Your objective:
All lines holding the string "missing" should be copied from the data below.

Material provided:
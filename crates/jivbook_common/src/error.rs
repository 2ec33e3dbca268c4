use std::fmt;
use thiserror::Error;

/// The base error type for everything that reaches an HTTP caller.
///
/// Crates keep their own error enums and convert into `JivbookError` at the
/// handler boundary via `From` impls.
#[derive(Error, Debug)]
pub enum JivbookError {
    /// Error occurred while parsing data
    #[error("Failed to parse data: {0}")]
    ParseError(String),

    /// Error occurred due to missing or invalid configuration
    #[error("Configuration error: {0}")]
    ConfigError(String),

    /// The caller identity is missing
    #[error("Authentication error: {0}")]
    AuthError(String),

    /// The caller is known but not allowed to perform the operation
    #[error("Forbidden: {0}")]
    ForbiddenError(String),

    /// Error occurred during validation
    #[error("Validation error: {0}")]
    ValidationError(String),

    /// Error occurred during database operation
    #[error("Database error: {0}")]
    DatabaseError(String),

    /// Error occurred during external service call
    #[error("External service error: {service_name} - {message}")]
    ExternalServiceError {
        service_name: String,
        message: String,
    },

    /// Error occurred due to a resource not being found
    #[error("Not found: {0}")]
    NotFoundError(String),

    /// Error occurred due to an internal error
    #[error("Internal error: {0}")]
    InternalError(String),
}

impl JivbookError {
    /// The message without the category prefix `Display` adds.
    pub fn message(&self) -> &str {
        match self {
            JivbookError::ParseError(message)
            | JivbookError::ConfigError(message)
            | JivbookError::AuthError(message)
            | JivbookError::ForbiddenError(message)
            | JivbookError::ValidationError(message)
            | JivbookError::DatabaseError(message)
            | JivbookError::NotFoundError(message)
            | JivbookError::InternalError(message) => message,
            JivbookError::ExternalServiceError { message, .. } => message,
        }
    }
}

/// A trait for converting errors to HTTP status codes.
pub trait HttpStatusCode {
    /// Returns the HTTP status code for this error.
    fn status_code(&self) -> u16;
}

impl HttpStatusCode for JivbookError {
    fn status_code(&self) -> u16 {
        match self {
            JivbookError::ParseError(_) => 400,
            JivbookError::ConfigError(_) => 500,
            JivbookError::AuthError(_) => 401,
            JivbookError::ForbiddenError(_) => 403,
            JivbookError::ValidationError(_) => 400,
            JivbookError::DatabaseError(_) => 500,
            JivbookError::ExternalServiceError { .. } => 502,
            JivbookError::NotFoundError(_) => 404,
            JivbookError::InternalError(_) => 500,
        }
    }
}

impl From<serde_json::Error> for JivbookError {
    fn from(err: serde_json::Error) -> Self {
        JivbookError::ParseError(err.to_string())
    }
}

// Utility functions for error handling
pub fn validation_error<T: fmt::Display>(message: T) -> JivbookError {
    JivbookError::ValidationError(message.to_string())
}

pub fn not_found<T: fmt::Display>(message: T) -> JivbookError {
    JivbookError::NotFoundError(message.to_string())
}

pub fn external_service_error<T: fmt::Display>(service_name: &str, message: T) -> JivbookError {
    JivbookError::ExternalServiceError {
        service_name: service_name.to_string(),
        message: message.to_string(),
    }
}

pub fn internal_error<T: fmt::Display>(message: T) -> JivbookError {
    JivbookError::InternalError(message.to_string())
}
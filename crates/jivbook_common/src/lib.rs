pub mod error;
pub mod http;
pub mod logging;
pub mod models;
pub mod services;

// Re-export commonly used items
pub use error::{HttpStatusCode, JivbookError};
pub use services::{BoxFuture, BoxedError};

Completed task:
    /// Error occurred due to missing or invalid configuration
    /// The caller identity is missing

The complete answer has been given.